Task to complete:
Repeat each line of the material below without change.
Segment Open
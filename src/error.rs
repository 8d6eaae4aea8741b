use serde::{Deserialize, Serialize};
use thiserror::Error;

use crate::control::ControlKind;

/// Fatal problems raised while a field is being bound or re-typed.
#[derive(Debug, Error)]
pub enum ConfigError {
    #[error("invalid control: {0} controls cannot be bound to a field")]
    InvalidControl(ControlKind),
    #[error("invalid type \"{0}\"")]
    UnknownType(String),
}

/// A recoverable validation failure stored on a field.
///
/// `message` is the only part guaranteed to be present and is what the user
/// sees; `code` and `description` are carried for embedders that want them.
#[derive(Debug, Clone, PartialEq, Eq, Serialize, Deserialize)]
pub struct FieldError {
    pub message: String,
    #[serde(default, skip_serializing_if = "Option::is_none")]
    pub code: Option<String>,
    #[serde(default, skip_serializing_if = "Option::is_none")]
    pub description: Option<String>,
}

impl FieldError {
    pub fn new(message: impl Into<String>) -> Self {
        Self {
            message: message.into(),
            code: None,
            description: None,
        }
    }

    pub fn with_code(mut self, code: impl Into<String>) -> Self {
        self.code = Some(code.into());
        self
    }

    pub fn with_description(mut self, description: impl Into<String>) -> Self {
        self.description = Some(description.into());
        self
    }
}

impl std::fmt::Display for FieldError {
    fn fmt(&self, f: &mut std::fmt::Formatter<'_>) -> std::fmt::Result {
        match &self.code {
            Some(code) => write!(f, "{} ({code})", self.message),
            None => f.write_str(&self.message),
        }
    }
}
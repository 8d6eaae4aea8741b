use std::{fs, path::Path};

use anyhow::{Context, Result, anyhow};
use serde::de::DeserializeOwned;

use super::DocumentFormat;
use crate::options::{FieldOptions, Strings};

/// Parse a field options document.
pub fn parse_field_options(contents: &str, format: DocumentFormat) -> Result<FieldOptions> {
    parse_document_str(contents, format)
}

/// Parse a string table document.
pub fn parse_strings(contents: &str, format: DocumentFormat) -> Result<Strings> {
    parse_document_str(contents, format)
}

/// Read field options from a file, picking the format from its extension.
pub fn load_field_options(path: &Path) -> Result<FieldOptions> {
    load_document(path)
}

pub fn load_strings(path: &Path) -> Result<Strings> {
    load_document(path)
}

fn load_document<T: DeserializeOwned>(path: &Path) -> Result<T> {
    let format = DocumentFormat::from_path(path).ok_or_else(|| {
        anyhow!(
            "cannot tell the format of {} (supported: {})",
            path.display(),
            supported_list()
        )
    })?;
    let contents = fs::read_to_string(path)
        .with_context(|| format!("failed to read {}", path.display()))?;
    parse_document_str(&contents, format).with_context(|| format!("in {}", path.display()))
}

fn parse_document_str<T: DeserializeOwned>(contents: &str, format: DocumentFormat) -> Result<T> {
    match format {
        DocumentFormat::Json => {
            serde_json::from_str::<T>(contents).with_context(|| "failed to parse JSON document")
        }
        #[cfg(feature = "yaml")]
        DocumentFormat::Yaml => {
            serde_yaml::from_str::<T>(contents).with_context(|| "failed to parse YAML document")
        }
        #[cfg(feature = "toml")]
        DocumentFormat::Toml => {
            toml::from_str::<T>(contents).with_context(|| "failed to parse TOML document")
        }
    }
}

fn supported_list() -> String {
    DocumentFormat::available_formats()
        .iter()
        .map(ToString::to_string)
        .collect::<Vec<_>>()
        .join(", ")
}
Segment Closed
Result for this task:
filename src/error.rs
repository 8d6eaae4aea8741b
use serde::{Deserialize, Serialize};
use thiserror::Error;

use crate::control::ControlKind;

/// Fatal problems raised while a field is being bound or re-typed.
#[derive(Debug, Error)]
pub enum ConfigError {
    #[error("invalid control: {0} controls cannot be bound to a field")]
    InvalidControl(ControlKind),
    #[error("invalid type \"{0}\"")]
    UnknownType(String),
}

/// A recoverable validation failure stored on a field.
///
/// `message` is the only part guaranteed to be present and is what the user
/// sees; `code` and `description` are carried for embedders that want them.
#[derive(Debug, Clone, PartialEq, Eq, Serialize, Deserialize)]
pub struct FieldError {
    pub message: String,
    #[serde(default, skip_serializing_if = "Option::is_none")]
    pub code: Option<String>,
    #[serde(default, skip_serializing_if = "Option::is_none")]
    pub description: Option<String>,
}

impl FieldError {
    pub fn new(message: impl Into<String>) -> Self {
        Self {
            message: message.into(),
            code: None,
            description: None,
        }
    }

    pub fn with_code(mut self, code: impl Into<String>) -> Self {
        self.code = Some(code.into());
        self
    }

    pub fn with_description(mut self, description: impl Into<String>) -> Self {
        self.description = Some(description.into());
        self
    }
}

impl std::fmt::Display for FieldError {
    fn fmt(&self, f: &mut std::fmt::Formatter<'_>) -> std::fmt::Result {
        match &self.code {
            Some(code) => write!(f, "{} ({code})", self.message),
            None => f.write_str(&self.message),
        }
    }
}
repository 8d6eaae4aea8741b
use std::{fs, path::Path};

use anyhow::{Context, Result, anyhow};
use serde::de::DeserializeOwned;

use super::DocumentFormat;
use crate::options::{FieldOptions, Strings};

/// Parse a field options document.
pub fn parse_field_options(contents: &str, format: DocumentFormat) -> Result<FieldOptions> {
    parse_document_str(contents, format)
}

/// Parse a string table document.
pub fn parse_strings(contents: &str, format: DocumentFormat) -> Result<Strings> {
    parse_document_str(contents, format)
}

/// Read field options from a file, picking the format from its extension.
pub fn load_field_options(path: &Path) -> Result<FieldOptions> {
    load_document(path)
}

pub fn load_strings(path: &Path) -> Result<Strings> {
    load_document(path)
}

fn load_document<T: DeserializeOwned>(path: &Path) -> Result<T> {
    let format = DocumentFormat::from_path(path).ok_or_else(|| {
        anyhow!(
            "cannot tell the format of {} (supported: {})",
            path.display(),
            supported_list()
        )
    })?;
    let contents = fs::read_to_string(path)
        .with_context(|| format!("failed to read {}", path.display()))?;
    parse_document_str(&contents, format).with_context(|| format!("in {}", path.display()))
}

fn parse_document_str<T: DeserializeOwned>(contents: &str, format: DocumentFormat) -> Result<T> {
    match format {
        DocumentFormat::Json => {
            serde_json::from_str::<T>(contents).with_context(|| "failed to parse JSON document")
        }
        #[cfg(feature = "yaml")]
        DocumentFormat::Yaml => {
            serde_yaml::from_str::<T>(contents).with_context(|| "failed to parse YAML document")
        }
        #[cfg(feature = "toml")]
        DocumentFormat::Toml => {
            toml::from_str::<T>(contents).with_context(|| "failed to parse TOML document")
        }
    }
}

fn supported_list() -> String {
    DocumentFormat::available_formats()
        .iter()
        .map(ToString::to_string)
        .collect::<Vec<_>>()
        .join(", ")
}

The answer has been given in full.